2. Description of the Related Art The Siemens method is known as a method for producing high-purity polycrystalline silicon as a semiconductor material. In this method, a raw material gas such as a mixed gas of chlorosilane and hydrogen is brought into contact with a glowed silicon core rod, and silicon generated by thermal decomposition of the raw material gas is deposited on its surface.
This is a manufacturing method of growing a polycrystalline silicon rod having a gradually increasing diameter, and a manufacturing apparatus in which a number of silicon core rods are erected in a closed reaction furnace is used. Generally, this silicon core rod is formed in an inverted U-shape, and both ends thereof are fixed to electrodes installed on the bottom of the reaction furnace. During operation, electricity is passed from the electrodes at both ends to the silicon core rod, the silicon core rod is glowed to a high temperature by the resistance heat, and the generated silicon is deposited on the surface of the core rod. As the reaction of the raw material gas, hydrogen reduction of silicon tetrachloride or trichlorosilane at a high temperature or thermal decomposition of silane or chlorosilane is used.
It is heated to a high temperature of about 0 to 1150 ° C.

[0003]

A furnace wall of a reaction furnace is generally formed of a metal material such as stainless steel or a nickel-based alloy. However, since the inside of the furnace is heated to a high temperature, contamination of silicon by the metal material is prevented. For this purpose, the reaction furnace is provided with a water-cooling jacket for cooling the furnace wall. For this reason, the temperature inside the furnace becomes lower around the furnace wall than at the center of the furnace,
There is a problem that the quality of the silicon rod deteriorates due to such uneven furnace temperature. Specifically, since the temperature of the silicon rod placed near the furnace wall is low and the temperature of the silicon rod placed on the center side inside the furnace is high, controlling the furnace temperature based on the silicon rod on the furnace wall side will cause As the silicon rod on the side becomes hot and the reaction speed becomes faster, the surface becomes rough and rough. For this reason, the surface area of the rod becomes large, and impurities easily adhere to the gaps. Further, at the time of etching cleaning, the cleaning liquid hardly enters the gaps, and washing out of the adhered impurities tends to be insufficient. Further, the cleaning liquid or the like easily stays in the gap, which causes impurity contamination. On the other hand, if the furnace temperature is controlled on the basis of the silicon rod on the center side, the temperature on the furnace wall side becomes low, so that the thermal decomposition of the raw material gas becomes insufficient and the reaction efficiency decreases. This is not limited to the whole inside of the furnace, but also applies to individual silicon rods on the furnace wall side.Since the surface temperature on the furnace wall side and the surface temperature on the center side are different, silicon rods with uneven surface properties and large residual stress Become.

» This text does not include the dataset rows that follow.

//! Constants used throughout the INDER core crate.

/// Default REST base URL when `INDER_API_URL` is not set.
pub const DEFAULT_API_URL: &str = "http://localhost:8000/api/v1";

/// Default request timeout in milliseconds.
pub const DEFAULT_TIMEOUT_MS: u64 = 10_000;

/// Default location of the persisted session.
pub const DEFAULT_SESSION_FILE: &str = ".inder/session.json";

/// Default directory for downloaded documents.
pub const DEFAULT_DOWNLOAD_DIR: &str = ".";

/// Default base URL of the web front end, used to rebuild share links.
pub const DEFAULT_FRONTEND_URL: &str = "http://localhost:5173";

/// Number of wizard steps.
pub const TOTAL_STEPS: u8 = 7;

/// Label used in reports for athletes without a sport.
pub const SIN_ASIGNAR: &str = "Sin asignar";

/// Fixed list of specialists offered for referrals.
pub const ESPECIALISTAS: &[&str] = &[
    "Psicólogo/a Deportivo",
    "Médico Fisiatra",
    "Nutricionista Deportivo",
    "Fisioterapeuta",
    "Cardiólogo",
    "Médico Ortopedista",
];

/// Relatives offered for family antecedents.
pub const FAMILIARES: &[&str] = &[
    "Padre",
    "Madre",
    "Hermano/a",
    "Abuelo Paterno",
    "Abuela Paterna",
    "Abuelo Materno",
    "Abuela Materna",
    "Tío/a Paterno/a",
    "Tío/a Materno/a",
    "Otro",
];

/// Names of the catalogs loaded once at start-up.
pub const CATALOGOS: &[&str] = &[
    "tipo_documento",
    "sexo",
    "estado_deportista",
    "tipo_cita",
    "estado_cita",
];
use crate::client::Download;
use crate::{ApiClient, ApiError, ApiResult};
use reqwest::Method;
use serde::{Deserialize, Serialize};
use uuid::Uuid;

#[derive(Debug, Serialize)]
struct EnvioEmail<'a> {
    email: &'a str,
}

/// Answer of the e-mail endpoint.
#[derive(Debug, Clone, PartialEq, Deserialize)]
pub struct EnvioConfirmado {
    #[serde(default)]
    pub success: bool,
    #[serde(default, alias = "mensaje")]
    pub message: Option<String>,
}

/// `/documentos` endpoints: rendered documents.
pub struct Documentos<'a> {
    pub(crate) client: &'a ApiClient,
}

impl Documentos<'_> {
    /// The history rendered as PDF.
    ///
    /// Falls back to `historia_clinica_{id}.pdf` when the server sends no filename.
    pub async fn historia_pdf(&self, historia_id: Uuid) -> ApiResult<Download> {
        let path = format!("/documentos/{historia_id}/historia-clinica-pdf");
        let endpoint = format!("GET {path}");
        let mut download = self
            .client
            .download(&endpoint, self.client.request(Method::GET, &path))
            .await?;
        if download.filename.is_none() {
            download.filename = Some(format!("historia_clinica_{historia_id}.pdf"));
        }
        Ok(download)
    }

    /// Asks the server to e-mail the PDF to `destinatario`.
    pub async fn enviar_email(
        &self,
        historia_id: Uuid,
        destinatario: &str,
    ) -> ApiResult<EnvioConfirmado> {
        let destinatario = destinatario.trim();
        if !looks_like_email(destinatario) {
            return Err(ApiError::InvalidInput(format!(
                "'{destinatario}' is not an e-mail address"
            )));
        }
        self.client
            .post(
                &format!("/documentos/{historia_id}/enviar-email"),
                &EnvioEmail {
                    email: destinatario,
                },
            )
            .await
    }
}

fn looks_like_email(value: &str) -> bool {
    match value.split_once('@') {
        Some((user, domain)) => {
            !user.is_empty()
                && !value.contains(char::is_whitespace)
                && domain.contains('.')
                && !domain.starts_with('.')
                && !domain.ends_with('.')
        }
        None => false,
    }
}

The present invention has solved the above-mentioned problems in the conventional manufacturing furnace. By making the furnace temperature uniform, a silicon rod having a smooth surface and small residual stress can be efficiently manufactured, and An object of the present invention is to provide a manufacturing apparatus capable of reducing the amount of power or the manufacturing cost.

[0005]

According to the manufacturing apparatus of the present invention, the temperature inside the furnace is made uniform by providing a heat insulating material in the furnace so as to surround the silicon rod. Is provided.

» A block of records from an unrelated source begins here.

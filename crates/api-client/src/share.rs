//! Links for handing a secure download to the athlete.

use crate::{ApiError, ApiResult};
use reqwest::Url;

/// Colombian country code, prepended to national numbers.
pub const COUNTRY_CODE: &str = "57";

/// A `wa.me` link that opens WhatsApp with a message carrying `url`.
///
/// # Errors
///
/// Returns `ApiError::InvalidInput` if `telefono` holds fewer than 7 digits.
pub fn whatsapp_link(telefono: &str, url: &str) -> ApiResult<Url> {
    let digits: String = telefono.chars().filter(char::is_ascii_digit).collect();
    if digits.len() < 7 {
        return Err(ApiError::InvalidInput(format!(
            "'{telefono}' is not a phone number"
        )));
    }
    let numero = if digits.starts_with(COUNTRY_CODE) && digits.len() > 10 {
        digits
    } else {
        format!("{COUNTRY_CODE}{digits}")
    };

    let text = format!(
        "Hola, puede descargar su historia clínica del INDER en el siguiente enlace: {url}\n\
         Se le pedirá su número de cédula. El enlace vence en 2 horas."
    );
    Url::parse_with_params(&format!("https://wa.me/{numero}"), &[("text", text)])
        .map_err(|err| ApiError::InvalidInput(err.to_string()))
}

/// The page an athlete opens for `token`.
pub fn download_page(frontend_base_url: &str, token: &str) -> String {
    format!(
        "{}/descargar/{token}",
        frontend_base_url.trim_end_matches('/')
    )
}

(1) A silicon core rod is erected in a closed furnace, a raw material gas is introduced into the furnace, and the core rod is heated to a high temperature. An apparatus for producing polycrystalline silicon, wherein silicon is deposited on the surface of said core rod, wherein the temperature inside the furnace is made uniform by providing a heat insulating material in the furnace so as to surround the silicon core rod. . (2) The manufacturing apparatus according to the above (1), wherein a heat insulating material is lined on a peripheral wall and a bottom surface in the furnace. (3) The manufacturing apparatus according to the above (1), wherein a heat insulating material is provided on a peripheral wall, a bottom surface, and a ceiling in the furnace. (4) The manufacturing apparatus according to (3) above, wherein a heat insulating material is lined on the ceiling surface or the heat insulating material is installed in the furnace so as to cover the ceiling. (5) The manufacturing apparatus according to the above (1), wherein a heat insulating material is coated on a peripheral surface and a ceiling surface in the furnace. (6) The production apparatus according to (1), wherein carbon, silicon nitride, quartz, silicon carbide, zirconium oxide, or a composite material thereof is used as the heat insulating material. (7) The manufacturing apparatus according to the above (1), using a heat insulating material coated with silicon on the surface.

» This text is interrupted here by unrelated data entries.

//! Plain-text views printed by the commands.

use api_client::catalogos::Catalogos;
use chrono::NaiveDate;
use inder_core::calendar::MonthGrid;
use inder_core::models::{Cita, Deportista, HistoriaResumen, Vacuna};
use inder_core::vitals::{bmi_display, VitalsSummary};
use inder_core::historia::SignosVitales;
use std::fmt::Write as _;

pub fn catalogos(catalogos: &Catalogos) -> String {
    let mut out = String::new();
    for (nombre, items) in catalogos.iter() {
        let _ = writeln!(out, "{nombre}");
        for item in items {
            let inactivo = if item.activo { "" } else { " (inactivo)" };
            let _ = writeln!(out, "  {}  {}{inactivo}", item.id, item.nombre);
        }
    }
    out
}

pub fn deportistas(deportistas: &[Deportista]) -> String {
    let mut out = String::new();
    for d in deportistas {
        let _ = writeln!(
            out,
            "{:<14}{:<36}{:<16}{}",
            d.numero_documento,
            d.nombre_completo(),
            d.tipo_deporte.as_deref().unwrap_or("-"),
            d.id
        );
    }
    out
}

pub fn deportista(
    deportista: &Deportista,
    historias: &[HistoriaResumen],
    vacunas: &[Vacuna],
    today: NaiveDate,
) -> String {
    let mut out = String::new();
    let _ = writeln!(out, "{}", deportista.nombre_completo());
    let _ = writeln!(out, "  Documento:  {}", deportista.numero_documento);
    let _ = writeln!(
        out,
        "  Nacimiento: {} ({} años)",
        deportista.fecha_nacimiento,
        deportista.edad(today)
    );
    let _ = writeln!(
        out,
        "  Deporte:    {}",
        deportista.tipo_deporte.as_deref().unwrap_or("-")
    );
    if let Some(telefono) = &deportista.telefono {
        let _ = writeln!(out, "  Teléfono:   {telefono}");
    }
    if let Some(email) = &deportista.email {
        let _ = writeln!(out, "  Email:      {email}");
    }

    let _ = writeln!(out, "Historias clínicas: {}", historias.len());
    for historia in historias {
        let fecha = historia
            .fecha_apertura
            .map(|f| f.to_string())
            .unwrap_or_else(|| "-".into());
        let _ = writeln!(out, "  {fecha}  {}", historia.id);
    }

    let _ = writeln!(out, "Vacunas: {}", vacunas.len());
    for vacuna in vacunas {
        let fecha = vacuna
            .fecha_administracion
            .map(|f| f.to_string())
            .unwrap_or_else(|| "-".into());
        let adjunto = if vacuna.nombre_archivo.is_some() { " [certificado]" } else { "" };
        let _ = writeln!(out, "  {fecha}  {}{adjunto}", vacuna.nombre_vacuna);
    }
    out
}

pub fn citas(citas: &[Cita]) -> String {
    let mut out = String::new();
    for cita in citas {
        let tipo = cita.tipo_cita.as_ref().map(|t| t.nombre.as_str()).unwrap_or("-");
        let estado = cita.estado_cita.as_ref().map(|e| e.nombre.as_str()).unwrap_or("-");
        let _ = writeln!(
            out,
            "{} {}  {:<14}{:<12}{}",
            cita.fecha,
            cita.hora.format("%H:%M"),
            tipo,
            estado,
            cita.deportista_id
        );
    }
    out
}

/// The grid followed by the appointments of each busy day.
pub fn calendario(grid: &MonthGrid<'_>) -> String {
    let mut out = grid.render_text();
    let _ = writeln!(out, "\n{} citas", grid.total());
    for dia in grid.dias.iter().filter(|dia| !dia.citas.is_empty()) {
        let _ = writeln!(out, "{}", dia.fecha.format("%d/%m"));
        out.push_str(&indent(&citas(&dia.citas.iter().copied().cloned().collect::<Vec<_>>())));
    }
    out
}

/// The vitals panel: every reading next to its evaluation.
pub fn vitals(signos: &SignosVitales, summary: &VitalsSummary) -> String {
    let mut out = String::new();
    let imc = match summary.categoria_imc {
        Some(categoria) => format!(
            "{} ({categoria})",
            bmi_display(&signos.peso, &signos.estatura)
        ),
        None => "-".into(),
    };
    let _ = writeln!(out, "  IMC   {imc}");

    let lecturas = [
        ("FC", &signos.frecuencia_cardiaca),
        ("TA", &signos.presion_arterial),
        ("FR", &signos.frecuencia_respiratoria),
        ("T°", &signos.temperatura),
        ("SpO2", &signos.saturacion_oxigeno),
    ];
    for (label, valor) in lecturas {
        match summary.alerts().find(|(l, _)| *l == label) {
            Some((_, alert)) => {
                let _ = writeln!(out, "  {label:<6}{valor:<10}[{}] {}", alert.level, alert.message);
            }
            None => {
                let _ = writeln!(out, "  {label:<6}{valor:<10}-");
            }
        }
    }
    out
}

fn indent(text: &str) -> String {
    text.lines().map(|line| format!("  {line}\n")).collect()
}

#[cfg(test)]
mod tests {
    use super::*;

    #[test]
    fn test_vitals_panel_flags_hypertension() {
        let signos = SignosVitales {
            peso: "70".into(),
            estatura: "175".into(),
            presion_arterial: "190/110".into(),
            ..Default::default()
        };
        let panel = vitals(&signos, &signos.summary());
        assert!(panel.contains("22.86 (Normal)"), "{panel}");
        assert!(panel.contains("[danger]"), "{panel}");
    }

    #[test]
    fn test_indent() {
        assert_eq!(indent("a\nb"), "  a\n  b\n");
    }
}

As described above, the polycrystalline silicon of the present invention has a cooling means for a furnace wall, and a heat insulating material is provided so as to surround the silicon rod in a reactor in which a large number of silicon rods are erected in the furnace. In the furnace, the temperature inside the furnace, especially the temperature near the furnace wall, was made uniform and adjusted to the optimum temperature.
By this temperature control, it is possible to obtain a silicon rod in which the entire rod surface is smooth, has a small residual stress, and is not easily broken.

The heat insulating material has a certain effect if it is provided on the furnace inner peripheral surface so as to surround the furnace inner bottom surface and the silicon rod. Preferably, a heat insulating material is further provided on the ceiling portion so that the entire furnace interior is made of heat insulating material. It is good to form it in a covered state. This heat insulating material may be a plate-like member attached to a wall surface by a beam material or the like,
Alternatively, a liquid or powdery heat insulating material may be coated on the wall surface.

[0009]

DETAILED DESCRIPTION OF THE PREFERRED EMBODIMENTS The present invention will be specifically described below based on embodiments shown in the drawings. FIG. 1 is a partially cutaway perspective view showing a schematic structure of a polycrystalline silicon production furnace, and FIGS. 2 to 6 are schematic longitudinal sectional views or schematic bottom views of a reaction furnace showing an apparatus configuration according to the present invention.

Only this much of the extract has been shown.